So once again I’m packed into layers for a cold morning’s walk. One way to heat up the blood, though, is with some good guitar. So I dial through the iPod until I find one of my new acquisitions, Willie Nelson’s “Texas Flood.” It’s from Milk Cow Blues and has some gut-busting guitar solos.

After those eight minutes from Willie and Co., I’ve woken up, warmed up, and developed a yearning for some more plank spanking, as Q magazine used to call guitar playing.

So I decide to listen to the song in which I, your humble correspondent, appear live with Richard Thompson. It’s the version of “Can’t Win” he recorded live at the Bayou in Georgetown on November 7, 1988.

The Bayou, now long gone, was a nice little club nestled beneath the expressways at the bottom of Georgetown, not far from the Potomac River. Its setting, on a quiet street under tall highway bridges, made it feel like something on a movie set. I saw a bunch of bands there, including the Liverpool-based Texas, David Bromberg, and Jerry Harrison and the Casual Gods. The last show I saw there was Nick Lowe (The Impossible Bird tour). Shortly after that I pulled up stakes and moved to Pennsylvania and the Bayou closed down. Cause and effect?

It was a modestly sized club, with a low stage, a wooden dance floor that also held little tables with stools, and a bunch of tables along a balcony that ran around the perimeter. My not-yet-wife and I went to the Thompson show with another couple and we arrived early so we could eat dinner first. The husband liked Thompson; his wife not so much. She was a friend but the kind of person who believes you should eat a taco with a knife and a fork. We got a table right at the front edge of the balcony, looking down at the stage. When I went to the bathroom before the show I nearly bumped into Thompson, who must have been emerging from the dressing room.

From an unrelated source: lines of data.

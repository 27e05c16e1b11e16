//! Error types for bunny-score

use crate::services::{DirectoryError, ScoreError};
use axum::{
    http::StatusCode,
    response::{IntoResponse, Response},
    Json,
};
use serde_json::json;
use thiserror::Error;

/// API error type
#[derive(Debug, Error)]
pub enum ApiError {
    /// Resource not found (404)
    #[error("Resource not found: {0}")]
    NotFound(String),

    /// Invalid request (400)
    #[error("Invalid request: {0}")]
    BadRequest(String),

    /// Upstream registry could not be reached (502)
    #[error("Upstream unavailable: {0}")]
    Upstream(String),

    /// Internal server error (500)
    #[error("Internal server error: {0}")]
    Internal(String),
}

impl From<ScoreError> for ApiError {
    fn from(e: ScoreError) -> Self {
        ApiError::BadRequest(e.to_string())
    }
}

impl From<DirectoryError> for ApiError {
    fn from(e: DirectoryError) -> Self {
        match e {
            DirectoryError::Unavailable { .. } => ApiError::Upstream(e.to_string()),
            DirectoryError::InvalidConfig(_) => ApiError::Internal(e.to_string()),
        }
    }
}

impl IntoResponse for ApiError {
    fn into_response(self) -> Response {
        let (status, error_code, message) = match self {
            ApiError::NotFound(msg) => (StatusCode::NOT_FOUND, "NOT_FOUND", msg),
            ApiError::BadRequest(msg) => (StatusCode::BAD_REQUEST, "BAD_REQUEST", msg),
            ApiError::Upstream(msg) => (StatusCode::BAD_GATEWAY, "UPSTREAM_UNAVAILABLE", msg),
            ApiError::Internal(msg) => (
                StatusCode::INTERNAL_SERVER_ERROR,
                "INTERNAL_ERROR",
                msg,
            ),
        };

        let body = Json(json!({
            "error": {
                "code": error_code,
                "message": message,
            }
        }));

        (status, body).into_response()
    }
}

/// Result type for API handlers
pub type ApiResult<T> = Result<T, ApiError>;
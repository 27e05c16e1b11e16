//! Brand registry definitions and immutable brand list snapshots

use chrono::{DateTime, Utc};
use serde::{Deserialize, Serialize};
use std::collections::HashSet;
use std::sync::Arc;

/// Leaping Bunny shopping guide (cruelty-free certification)
pub const LEAPING_BUNNY_ID: &str = "leaping-bunny";
/// Ethicy vegan brand listing
pub const ETHICY_VEGAN_ID: &str = "ethicy-vegan";

/// An externally maintained brand directory
#[derive(Debug, Clone, PartialEq, Eq, Serialize, Deserialize)]
#[serde(rename_all = "camelCase")]
pub struct RegistrySource {
    /// Stable identifier (e.g. "leaping-bunny")
    pub id: String,
    /// Name shown in score reasons
    pub label: String,
    /// First page URL; later pages append `page=N`
    pub base_url: String,
    /// Substring an anchor's href must contain to be captured as a brand
    pub link_marker: String,
}

impl RegistrySource {
    pub fn new(
        id: impl Into<String>,
        label: impl Into<String>,
        base_url: impl Into<String>,
        link_marker: impl Into<String>,
    ) -> Self {
        Self {
            id: id.into(),
            label: label.into(),
            base_url: base_url.into(),
            link_marker: link_marker.into(),
        }
    }

    pub fn leaping_bunny() -> Self {
        Self::new(
            LEAPING_BUNNY_ID,
            "Leaping Bunny",
            "https://www.leapingbunny.org/shopping-guide",
            "/brand/",
        )
    }

    pub fn ethicy_vegan() -> Self {
        Self::new(
            ETHICY_VEGAN_ID,
            "ethicy.com",
            "https://ethicy.com/vegan-brands",
            "/question/is-",
        )
    }

    /// URL of pagination page `page` (1-based; page 0 is the bare base URL)
    pub fn page_url(&self, page: u32) -> String {
        let separator = if self.base_url.contains('?') { '&' } else { '?' };
        format!("{}{}page={}", self.base_url, separator, page)
    }
}

/// Distinct brand names captured from one registry
///
/// Entries keep first-seen order. Deduplication is case-sensitive.
/// A list is never mutated after construction; refreshes build a new one.
#[derive(Debug, Clone, PartialEq, Eq, Serialize)]
#[serde(rename_all = "camelCase")]
pub struct BrandList {
    source: String,
    entries: Vec<String>,
    fetched_at: DateTime<Utc>,
}

impl BrandList {
    /// Build a list from raw captures, dropping repeats
    pub fn from_captured<I>(source: impl Into<String>, names: I, fetched_at: DateTime<Utc>) -> Self
    where
        I: IntoIterator<Item = String>,
    {
        let mut seen = HashSet::new();
        let entries = names
            .into_iter()
            .filter(|name| seen.insert(name.clone()))
            .collect();

        Self {
            source: source.into(),
            entries,
            fetched_at,
        }
    }

    pub fn source(&self) -> &str {
        &self.source
    }

    pub fn entries(&self) -> &[String] {
        &self.entries
    }

    pub fn fetched_at(&self) -> DateTime<Utc> {
        self.fetched_at
    }

    pub fn len(&self) -> usize {
        self.entries.len()
    }

    pub fn is_empty(&self) -> bool {
        self.entries.is_empty()
    }
}

/// Cached brand list with its expiry
#[derive(Debug, Clone)]
pub struct CacheEntry {
    pub list: Arc<BrandList>,
    pub valid_until: DateTime<Utc>,
}

impl CacheEntry {
    pub fn new(list: Arc<BrandList>, valid_until: DateTime<Utc>) -> Self {
        Self { list, valid_until }
    }

    pub fn is_valid_at(&self, now: DateTime<Utc>) -> bool {
        now < self.valid_until
    }
}
//! Errors raised at the sub-score provider boundary
//!
//! Providers never let these reach aggregation: they are logged and turned
//! into an "unknown" sub-score with an explanatory reason.

use crate::services::page_fetcher::FetchError;
use thiserror::Error;

#[derive(Debug, Error)]
pub enum ProviderError {
    #[error(transparent)]
    Fetch(#[from] FetchError),

    #[error("Malformed response: {0}")]
    Malformed(String),

    #[error("{0} is not configured")]
    NotConfigured(String),
}

impl From<reqwest::Error> for ProviderError {
    fn from(e: reqwest::Error) -> Self {
        ProviderError::Fetch(e.into())
    }
}
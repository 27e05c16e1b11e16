//! Product scoring pipeline
//!
//! Animal welfare is mandatory; ingredient safety and labor practices may come
//! back "unknown" and are then left out of the weighted total.

use crate::models::{AggregateResult, ProductInfo};
use crate::services::animal_welfare::AnimalWelfareChecker;
use crate::services::ingredient_safety::IngredientSafetyProvider;
use crate::services::labor_practice::LaborPracticeProvider;
use crate::services::score_aggregator::{assemble, ScoreError};
use tracing::info;

pub struct ScoringEngine {
    animal_welfare: AnimalWelfareChecker,
    ingredient_safety: IngredientSafetyProvider,
    labor_practice: LaborPracticeProvider,
}

impl ScoringEngine {
    pub fn new(
        animal_welfare: AnimalWelfareChecker,
        ingredient_safety: IngredientSafetyProvider,
        labor_practice: LaborPracticeProvider,
    ) -> Self {
        Self {
            animal_welfare,
            ingredient_safety,
            labor_practice,
        }
    }

    /// Score a product made in `countries`
    ///
    /// # Errors
    /// `ScoreError::MissingCompany` when the product has no company name.
    pub async fn score_product(
        &self,
        product: &ProductInfo,
        countries: &[String],
    ) -> Result<AggregateResult, ScoreError> {
        let animal = self.animal_welfare.check(&product.company_name).await?;
        let ingredient = self.ingredient_safety.score(&product.ingredients).await;
        let labor = self.labor_practice.score(countries).await;

        let result = assemble(product, animal.score, &animal.reason, &ingredient, &labor);

        info!(
            company = %result.company_name,
            product = %result.product_name,
            total_score = result.total_score,
            animal = animal.score,
            ingredient = ?ingredient.score.known(),
            labor = ?labor.score.known(),
            "Product scored"
        );

        Ok(result)
    }
}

Even during the show I realized I was seeing something spectacular. The band included Clive Gregson and Christine Collister, who had a recording career of their own. The drummer was Kenny Aronoff. Thompson mentioned that he had been recruited from John Cougar’s band at the last minute to replace the regular drummer, who had been injured.

The band played two sets that night. My wife-to-be and the other couple left after the first set. Even though I had work the next morning, I stayed and was rewarded with a completely different set without a single repeat. Then I went out into the cool fall night and trudged all the way home, up Wisconsin Avenue, past the big National Cathedral, and on through Woodley and Cleveland Parks.

I’m pretty sure they played “Can’t Win “in the first set. It’s another one of Thompson’s typical feel-good songs. It originally appeared on the Amnesia album. The chorus goes like this:

They said “You can’t win. You can’t win.
You sweat blood. You give in.
You can’t win. You can’t win.
Turn the cheek. Take it on the chin.
Don’t you dare do this. Don’t you dare do that
We shoot down dreams, we stiletto in the back”
Oh the nerve of some people, the nerve of some people,
The nerve of some people,
I don’t know who you think you are, who you think you are

As I said, feel-good stuff. Kind of the Thompson version of “Walking on Sunshine.” Except instead of sunshine it’s broken glass. And it’s not walking it’s crawling. On your belly. But pretty much the same thing otherwise.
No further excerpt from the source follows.